The consequences of an aggressive $20-per-hour minimum wage for fast-food workers are now painfully clear. Assembly Bill 1228 (AB1228) enacted in September 2023 and taking full effect in April 2024, was hailed by Governor Gavin Newsom as a “win-win-win” for workers, businesses, and the economy.
The report from the NBER paints a starkly different picture: an estimated 18,000 fewer jobs in the fast-food sector alone, a direct fallout from the policy’s impact.
The NBER study, drawing on data from the Quarterly Census of Employment and Wages, reveals a 2.7% employment drop in California’s fast-food industry compared to national trends from September 2023 to September 2024. Adjusting for pre-law trajectories bumps that figure to 3.2%, underscoring how the wage hike disrupted an already fragile recovery in the sector.
These aren’t abstract numbers, they translate to real families losing entry-level opportunities, particularly for young workers who rely on these jobs as steppingstones to further education and higher paying jobs.

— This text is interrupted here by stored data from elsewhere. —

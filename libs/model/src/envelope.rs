//! Invocation envelope - what a handler receives and what it hands back.

use serde::{Deserialize, Serialize};

use crate::ResourceModel;

/// Terminal or intermediate status of a handler invocation.
#[derive(Debug, Clone, Copy, PartialEq, Eq, Serialize, Deserialize)]
#[serde(rename_all = "SCREAMING_SNAKE_CASE")]
pub enum OperationStatus {
    Pending,
    InProgress,
    Success,
    Failed,
}

impl std::fmt::Display for OperationStatus {
    fn fmt(&self, f: &mut std::fmt::Formatter<'_>) -> std::fmt::Result {
        let s = match self {
            OperationStatus::Pending => "PENDING",
            OperationStatus::InProgress => "IN_PROGRESS",
            OperationStatus::Success => "SUCCESS",
            OperationStatus::Failed => "FAILED",
        };
        write!(f, "{}", s)
    }
}

/// Caller-facing failure classification.
///
/// These names are part of the envelope contract and must not change; they
/// are independent of the remote service's own error types.
#[derive(Debug, Clone, Copy, PartialEq, Eq, Hash, Serialize, Deserialize)]
pub enum HandlerErrorCode {
    NotUpdatable,
    InvalidRequest,
    AccessDenied,
    InvalidCredentials,
    AlreadyExists,
    NotFound,
    ResourceConflict,
    Throttling,
    ServiceLimitExceeded,
    NotStabilized,
    GeneralServiceException,
    ServiceInternalError,
    NetworkFailure,
    InternalFailure,
    InvalidTypeConfiguration,
    HandlerInternalFailure,
    NonCompliant,
    Unknown,
    UnsupportedTarget,
}

impl HandlerErrorCode {
    /// The wire name of this code.
    pub fn as_str(&self) -> &'static str {
        match self {
            HandlerErrorCode::NotUpdatable => "NotUpdatable",
            HandlerErrorCode::InvalidRequest => "InvalidRequest",
            HandlerErrorCode::AccessDenied => "AccessDenied",
            HandlerErrorCode::InvalidCredentials => "InvalidCredentials",
            HandlerErrorCode::AlreadyExists => "AlreadyExists",
            HandlerErrorCode::NotFound => "NotFound",
            HandlerErrorCode::ResourceConflict => "ResourceConflict",
            HandlerErrorCode::Throttling => "Throttling",
            HandlerErrorCode::ServiceLimitExceeded => "ServiceLimitExceeded",
            HandlerErrorCode::NotStabilized => "NotStabilized",
            HandlerErrorCode::GeneralServiceException => "GeneralServiceException",
            HandlerErrorCode::ServiceInternalError => "ServiceInternalError",
            HandlerErrorCode::NetworkFailure => "NetworkFailure",
            HandlerErrorCode::InternalFailure => "InternalFailure",
            HandlerErrorCode::InvalidTypeConfiguration => "InvalidTypeConfiguration",
            HandlerErrorCode::HandlerInternalFailure => "HandlerInternalFailure",
            HandlerErrorCode::NonCompliant => "NonCompliant",
            HandlerErrorCode::Unknown => "Unknown",
            HandlerErrorCode::UnsupportedTarget => "UnsupportedTarget",
        }
    }
}

impl std::fmt::Display for HandlerErrorCode {
    fn fmt(&self, f: &mut std::fmt::Formatter<'_>) -> std::fmt::Result {
        f.write_str(self.as_str())
    }
}

/// Request handed to a resource handler by the invocation envelope.
///
/// Only the fields the Application handlers consume are modelled.
#[derive(Debug, Clone, Default, PartialEq, Eq, Serialize, Deserialize)]
#[serde(rename_all = "camelCase")]
pub struct ResourceHandlerRequest {
    #[serde(default)]
    pub desired_resource_state: Option<ResourceModel>,

    #[serde(default, skip_serializing_if = "Option::is_none")]
    pub aws_account_id: Option<String>,

    #[serde(default, skip_serializing_if = "Option::is_none")]
    pub aws_partition: Option<String>,

    #[serde(default, skip_serializing_if = "Option::is_none")]
    pub region: Option<String>,

    #[serde(default, skip_serializing_if = "Option::is_none")]
    pub stack_id: Option<String>,

    #[serde(default, skip_serializing_if = "Option::is_none")]
    pub logical_resource_identifier: Option<String>,

    #[serde(default, skip_serializing_if = "Option::is_none")]
    pub client_request_token: Option<String>,
}

impl ResourceHandlerRequest {
    /// The primary identifier of the desired state, if one was supplied.
    pub fn application_id(&self) -> Option<&str> {
        self.desired_resource_state
            .as_ref()
            .and_then(|model| model.application_id.as_deref())
    }
}

/// Outcome of a handler invocation.
///
/// A successful event never carries `message` or `error_code`; a failed
/// event never carries a model.
#[derive(Debug, Clone, PartialEq, Eq, Serialize, Deserialize)]
#[serde(rename_all = "camelCase")]
pub struct ProgressEvent {
    pub status: OperationStatus,

    #[serde(default, skip_serializing_if = "Option::is_none")]
    pub resource_model: Option<ResourceModel>,

    /// Only list-style handlers populate this.
    #[serde(default, skip_serializing_if = "Option::is_none")]
    pub resource_models: Option<Vec<ResourceModel>>,

    #[serde(default, skip_serializing_if = "Option::is_none")]
    pub message: Option<String>,

    #[serde(default, skip_serializing_if = "Option::is_none")]
    pub error_code: Option<HandlerErrorCode>,

    #[serde(default, skip_serializing_if = "Option::is_none")]
    pub callback_delay_seconds: Option<u32>,
}

impl ProgressEvent {
    /// Terminal success carrying a single model.
    pub fn success(model: ResourceModel) -> Self {
        Self {
            status: OperationStatus::Success,
            resource_model: Some(model),
            resource_models: None,
            message: None,
            error_code: None,
            callback_delay_seconds: None,
        }
    }

    /// Terminal failure.
    pub fn failed(error_code: HandlerErrorCode, message: impl Into<String>) -> Self {
        Self {
            status: OperationStatus::Failed,
            resource_model: None,
            resource_models: None,
            message: Some(message.into()),
            error_code: Some(error_code),
            callback_delay_seconds: None,
        }
    }

    pub fn is_success(&self) -> bool {
        self.status == OperationStatus::Success
    }

    pub fn is_failed(&self) -> bool {
        self.status == OperationStatus::Failed
    }
}

#[cfg(test)]
mod tests {
    use super::*;
    use rstest::rstest;

    #[test]
    fn test_success_envelope_shape() {
        let event = ProgressEvent::success(ResourceModel::with_application_id("app-1"));
        let json = serde_json::to_value(&event).unwrap();
        assert_eq!(
            json,
            serde_json::json!({
                "status": "SUCCESS",
                "resourceModel": { "ApplicationId": "app-1" }
            })
        );
    }

    #[test]
    fn test_failed_envelope_shape() {
        let event = ProgressEvent::failed(HandlerErrorCode::NotFound, "404");
        assert!(event.is_failed());
        let json = serde_json::to_value(&event).unwrap();
        assert_eq!(
            json,
            serde_json::json!({
                "status": "FAILED",
                "message": "404",
                "errorCode": "NotFound"
            })
        );
    }

    #[rstest]
    #[case(OperationStatus::Pending, "\"PENDING\"")]
    #[case(OperationStatus::InProgress, "\"IN_PROGRESS\"")]
    #[case(OperationStatus::Success, "\"SUCCESS\"")]
    #[case(OperationStatus::Failed, "\"FAILED\"")]
    fn test_operation_status_serialization(
        #[case] status: OperationStatus,
        #[case] expected: &str,
    ) {
        assert_eq!(serde_json::to_string(&status).unwrap(), expected);
        assert_eq!(format!("\"{status}\""), expected);
    }

    #[rstest]
    #[case(HandlerErrorCode::InvalidRequest)]
    #[case(HandlerErrorCode::NotFound)]
    #[case(HandlerErrorCode::Throttling)]
    #[case(HandlerErrorCode::AccessDenied)]
    #[case(HandlerErrorCode::GeneralServiceException)]
    #[case(HandlerErrorCode::ServiceLimitExceeded)]
    fn test_error_code_wire_names(#[case] code: HandlerErrorCode) {
        let json = serde_json::to_string(&code).unwrap();
        assert_eq!(json, format!("\"{}\"", code.as_str()));

        let parsed: HandlerErrorCode = serde_json::from_str(&json).unwrap();
        assert_eq!(parsed, code);
    }

    #[test]
    fn test_request_deserialization() {
        let request: ResourceHandlerRequest = serde_json::from_str(
            r#"{
                "desiredResourceState": { "ApplicationId": "app-1" },
                "awsAccountId": "123456",
                "awsPartition": "aws",
                "region": "us-east-1",
                "stackId": "Stack1"
            }"#,
        )
        .unwrap();
        assert_eq!(request.application_id(), Some("app-1"));
        assert_eq!(request.aws_partition.as_deref(), Some("aws"));
        assert_eq!(request.client_request_token, None);
    }

    #[test]
    fn test_request_without_desired_state() {
        let request: ResourceHandlerRequest = serde_json::from_str("{}").unwrap();
        assert_eq!(request.application_id(), None);
    }
}
//! HTTP transport for the application API.
//!
//! Speaks the service's REST-JSON protocol:
//! - `GET /applications/{applicationId}` for DescribeApplication
//! - `GET /v1/tags/{resourceArn}` for ListTagsForResource
//!
//! Request signing is not done here; point the endpoint at the service
//! through a signing proxy, or at a local emulator.

use anyhow::{Context, Result};
use async_trait::async_trait;
use qbiz_id::{ApplicationId, ResourceArn};
use qbiz_reconcile::api::{DescribeApplicationResponse, ListTagsForResourceResponse};
use qbiz_reconcile::{ApplicationApi, ServiceError};
use reqwest::Url;
use serde::de::DeserializeOwned;
use serde::Deserialize;
use tracing::debug;

use crate::config::Config;

/// Header carrying the service error type.
const ERROR_TYPE_HEADER: &str = "x-amzn-errortype";

/// Application API client over HTTP.
#[derive(Debug, Clone)]
pub struct HttpApplicationApi {
    client: reqwest::Client,
    base_url: Url,
}

impl HttpApplicationApi {
    /// Create a new client from config.
    pub fn new(config: &Config) -> Result<Self> {
        let base_url = Url::parse(&config.endpoint_url)
            .with_context(|| format!("invalid endpoint URL: {}", config.endpoint_url))?;
        if base_url.cannot_be_a_base() {
            anyhow::bail!("endpoint URL cannot be a base: {}", config.endpoint_url);
        }

        let client = reqwest::Client::builder()
            .timeout(config.request_timeout)
            .build()
            .context("Failed to build HTTP client")?;

        Ok(Self { client, base_url })
    }

    /// Build a URL from percent-encoded path segments.
    ///
    /// URL normalization drops `.` and `..` segments, which would address a
    /// different resource, so they are rejected.
    fn url(&self, segments: &[&str]) -> Result<Url, ServiceError> {
        if let Some(segment) = segments.iter().find(|s| matches!(**s, "." | "..")) {
            return Err(ServiceError::Validation {
                message: format!("'{segment}' is not a valid path segment"),
            });
        }

        let mut url = self.base_url.clone();
        if let Ok(mut path) = url.path_segments_mut() {
            path.pop_if_empty().extend(segments);
        }
        Ok(url)
    }

    async fn get<T: DeserializeOwned>(&self, url: Url) -> Result<T, ServiceError> {
        debug!(url = %url, "Sending request");

        let response = self
            .client
            .get(url)
            .header(reqwest::header::ACCEPT, "application/json")
            .send()
            .await
            .map_err(transport_error)?;

        if !response.status().is_success() {
            return Err(decode_error(response).await);
        }

        response
            .json()
            .await
            .map_err(|e| ServiceError::Transport(format!("invalid response body: {e}")))
    }
}

#[async_trait]
impl ApplicationApi for HttpApplicationApi {
    async fn describe_application(
        &self,
        application_id: &ApplicationId,
    ) -> Result<DescribeApplicationResponse, ServiceError> {
        self.get(self.url(&["applications", application_id.as_str()])?)
            .await
    }

    async fn list_tags_for_resource(
        &self,
        resource_arn: &ResourceArn,
    ) -> Result<ListTagsForResourceResponse, ServiceError> {
        let arn = resource_arn.to_string();
        self.get(self.url(&["v1", "tags", arn.as_str()])?).await
    }
}

/// Service error body. Services disagree on member casing.
#[derive(Debug, Default, Deserialize)]
struct ErrorBody {
    #[serde(rename = "__type", default)]
    error_type: Option<String>,

    #[serde(default)]
    code: Option<String>,

    #[serde(default, alias = "Message")]
    message: Option<String>,
}

/// Turn a non-success response into a `ServiceError`.
async fn decode_error(response: reqwest::Response) -> ServiceError {
    let status = response.status();
    let header_type = response
        .headers()
        .get(ERROR_TYPE_HEADER)
        .and_then(|value| value.to_str().ok())
        .map(str::to_string);

    let body: ErrorBody = response.json().await.unwrap_or_default();
    let message = body.message.unwrap_or_else(|| status.to_string());

    let error = match header_type.or(body.error_type).or(body.code) {
        Some(raw) => ServiceError::from_code(error_code(&raw), message),
        None => ServiceError::Unclassified {
            code: format!("HTTP{}", status.as_u16()),
            message,
        },
    };

    debug!(status = %status, error = %error, "Request failed");
    error
}

/// Strip namespace and trailing metadata from a wire error type.
///
/// `aws.protocoltests#ThrottlingException:http://internal` becomes
/// `ThrottlingException`.
fn error_code(raw: &str) -> &str {
    let without_suffix = raw.split(':').next().unwrap_or(raw);
    without_suffix
        .rsplit('#')
        .next()
        .unwrap_or(without_suffix)
        .trim()
}

/// A request that produced no response. Timeouts are the transport's
/// deadline expiring and surface as throttling.
fn transport_error(err: reqwest::Error) -> ServiceError {
    if err.is_timeout() {
        ServiceError::Throttling {
            message: format!("request timed out: {err}"),
        }
    } else {
        ServiceError::Transport(err.to_string())
    }
}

Preempting the hike in minimum wage, chains like Pizza Hut axed 1,200 delivery driver roles. Post-implementation, restaurant closures multiplied, and automation surged, think self-service kiosks hastily installed by franchisees desperate to reduce labor costs.
The Employment Policies Institute quantifies the human toll: non-tipped restaurant workers forfeited up to 250 hours annually, equating to $4,000 in lost wages per employee, roughly seven weeks of full-time pay.

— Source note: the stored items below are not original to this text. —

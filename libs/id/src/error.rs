//! Error types for ID parsing and validation.

use thiserror::Error;

/// Errors that can occur when parsing or validating IDs.
#[derive(Debug, Error, Clone, PartialEq, Eq)]
pub enum IdError {
    /// The ID string is empty.
    #[error("ID cannot be empty")]
    Empty,

    /// The ARN does not start with `arn:`.
    #[error("ARN missing prefix: expected 'arn:', got '{actual}'")]
    MissingPrefix { actual: String },

    /// The ARN names a different service.
    #[error("invalid ARN service: expected '{expected}', got '{actual}'")]
    InvalidService {
        expected: &'static str,
        actual: String,
    },

    /// The ARN resource is not an application.
    #[error("invalid ARN resource type: expected '{expected}', got '{actual}'")]
    InvalidResourceType {
        expected: &'static str,
        actual: String,
    },

    /// A required ARN component is empty.
    #[error("ARN component '{0}' cannot be empty")]
    EmptyComponent(&'static str),

    /// The ARN format is invalid.
    #[error("invalid ARN format: {message}")]
    InvalidFormat { message: String },
}

impl IdError {
    /// Returns true if this error indicates the input was empty.
    pub fn is_empty(&self) -> bool {
        matches!(self, IdError::Empty | IdError::EmptyComponent(_))
    }
}
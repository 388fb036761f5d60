//! Read reconciliation for the Application resource.
//!
//! This library reconciles a declared Application against the remote
//! service's live state. Key concepts:
//!
//! - **Transport**: the `ApplicationApi` seam; it owns I/O, signing, retries.
//! - **Read**: describe the application, then list its tags, then merge.
//! - **Outcome**: a terminal `ProgressEvent`, never a propagated error.
//!
//! # Invariants
//!
//! - Describe always precedes list-tags; list-tags is skipped when describe fails
//! - Each remote call is made at most once per read
//! - Remote failures map onto `HandlerErrorCode` through one table, whichever
//!   call raised them
//! - A failed read carries no model; a successful read carries no message
//!   and no error code
//! - Members the service omits are absent in the model, never defaulted

pub mod api;
mod error;
pub mod mock;
mod read;
pub mod translate;

pub use api::ApplicationApi;
pub use error::{RequestError, ServiceError};
pub use read::{ReadFailure, ReadHandler, ReadTarget, RemoteOperation};
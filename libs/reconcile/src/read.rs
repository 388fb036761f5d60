//! Read handler for the Application resource.
//!
//! The handler:
//! - Resolves the target application and its ARN from the request
//! - Describes the application
//! - Lists the application's tags
//! - Merges both into a `ResourceModel`
//!
//! The two remote calls run strictly in that order. The first failure ends
//! the read with a failed `ProgressEvent`; nothing fetched before it is
//! returned.

use qbiz_id::{ApplicationId, ResourceArn};
use qbiz_model::{ProgressEvent, ResourceHandlerRequest, ResourceModel};
use tracing::{debug, info, warn};

use crate::api::ApplicationApi;
use crate::error::{RequestError, ServiceError};
use crate::translate;

/// Remote call made during a read.
#[derive(Debug, Clone, Copy, PartialEq, Eq)]
pub enum RemoteOperation {
    DescribeApplication,
    ListTagsForResource,
}

impl std::fmt::Display for RemoteOperation {
    fn fmt(&self, f: &mut std::fmt::Formatter<'_>) -> std::fmt::Result {
        match self {
            RemoteOperation::DescribeApplication => write!(f, "DescribeApplication"),
            RemoteOperation::ListTagsForResource => write!(f, "ListTagsForResource"),
        }
    }
}

/// The application a read is addressed to.
#[derive(Debug, Clone, PartialEq, Eq)]
pub struct ReadTarget {
    pub application_id: ApplicationId,
    pub resource_arn: ResourceArn,
}

impl ReadTarget {
    /// Resolve the target from a handler request.
    pub fn from_request(request: &ResourceHandlerRequest) -> Result<Self, RequestError> {
        let raw_id = request
            .application_id()
            .ok_or(RequestError::MissingIdentifier)?;
        let application_id = ApplicationId::parse(raw_id).map_err(RequestError::InvalidIdentifier)?;

        let resource_arn = ResourceArn::for_application(
            request.aws_partition.as_deref().unwrap_or_default(),
            request.region.as_deref().unwrap_or_default(),
            request.aws_account_id.as_deref().unwrap_or_default(),
            &application_id,
        )
        .map_err(RequestError::ResourceArn)?;

        Ok(Self {
            application_id,
            resource_arn,
        })
    }
}

/// A remote call that failed, attributed to the call that raised it.
#[derive(Debug, Clone, PartialEq, Eq)]
pub struct ReadFailure {
    pub operation: RemoteOperation,
    pub source: ServiceError,
}

impl ReadFailure {
    fn into_progress_event(self, application_id: &ApplicationId) -> ProgressEvent {
        let error_code = self.source.handler_error_code();
        warn!(
            application_id = %application_id,
            operation = %self.operation,
            service_error = self.source.code(),
            error_code = %error_code,
            error = %self.source,
            "Read failed"
        );
        ProgressEvent::failed(
            error_code,
            format!(
                "{} failed for application {}: {}",
                self.operation, application_id, self.source
            ),
        )
    }
}

/// Reads an application's live state.
pub struct ReadHandler<A> {
    api: A,
}

impl<A: ApplicationApi> ReadHandler<A> {
    /// Create a read handler over the given transport.
    pub fn new(api: A) -> Self {
        Self { api }
    }

    /// Serve an envelope request.
    ///
    /// Requests that do not identify an application fail with
    /// `InvalidRequest` before any remote call is made.
    pub async fn handle_request(&self, request: &ResourceHandlerRequest) -> ProgressEvent {
        match ReadTarget::from_request(request) {
            Ok(target) => self.read(&target).await,
            Err(e) => {
                warn!(
                    stack_id = request.stack_id.as_deref().unwrap_or("-"),
                    error = %e,
                    "Rejecting read request"
                );
                ProgressEvent::failed(e.handler_error_code(), e.to_string())
            }
        }
    }

    /// Read the target application.
    pub async fn read(&self, target: &ReadTarget) -> ProgressEvent {
        info!(application_id = %target.application_id, "Reading application");

        match self.fetch(target).await {
            Ok(model) => {
                info!(
                    application_id = %target.application_id,
                    tag_count = model.tags.as_ref().map_or(0, Vec::len),
                    "Read succeeded"
                );
                ProgressEvent::success(model)
            }
            Err(failure) => failure.into_progress_event(&target.application_id),
        }
    }

    /// Describe, then list tags, then merge.
    pub async fn fetch(&self, target: &ReadTarget) -> Result<ResourceModel, ReadFailure> {
        let describe = self
            .api
            .describe_application(&target.application_id)
            .await
            .map_err(|source| ReadFailure {
                operation: RemoteOperation::DescribeApplication,
                source,
            })?;
        debug!(application_id = %target.application_id, "Described application");

        let tags = self
            .api
            .list_tags_for_resource(&target.resource_arn)
            .await
            .map_err(|source| ReadFailure {
                operation: RemoteOperation::ListTagsForResource,
                source,
            })?;
        debug!(
            resource_arn = %target.resource_arn,
            tag_count = tags.tags.len(),
            "Listed tags"
        );

        Ok(translate::resource_model(describe, tags))
    }
}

As minimum wage increases ripple across U.S. states, policymakers elsewhere must pay attention to what the data is showing. Higher wage floors don’t magically lift all boats; they often sink the smallest vessels first, fueling inflation in menu prices and reduced hours for those who need work most.
The Washington Policy Center has long advocated market-driven solutions over top-down mandates. Minimum wages sound compassionate, but they ignore basic economics: when labor costs spike artificially, employers reduce hiring, training, and expansion. The NBER’s findings aren’t outliers, they align with decades of research showing wage floors disproportionately harm low-skill sectors like fast food, where margins are razor-thin.
It’s time for a course correction. Lawmakers should prioritize skills training, tax incentives for small businesses, and deregulation to foster genuine opportunity. California’s experiment proves that good intentions pave a road to fewer paychecks.
Mark Harmsworth is the director of the Small Business Center at the Washington Policy Center.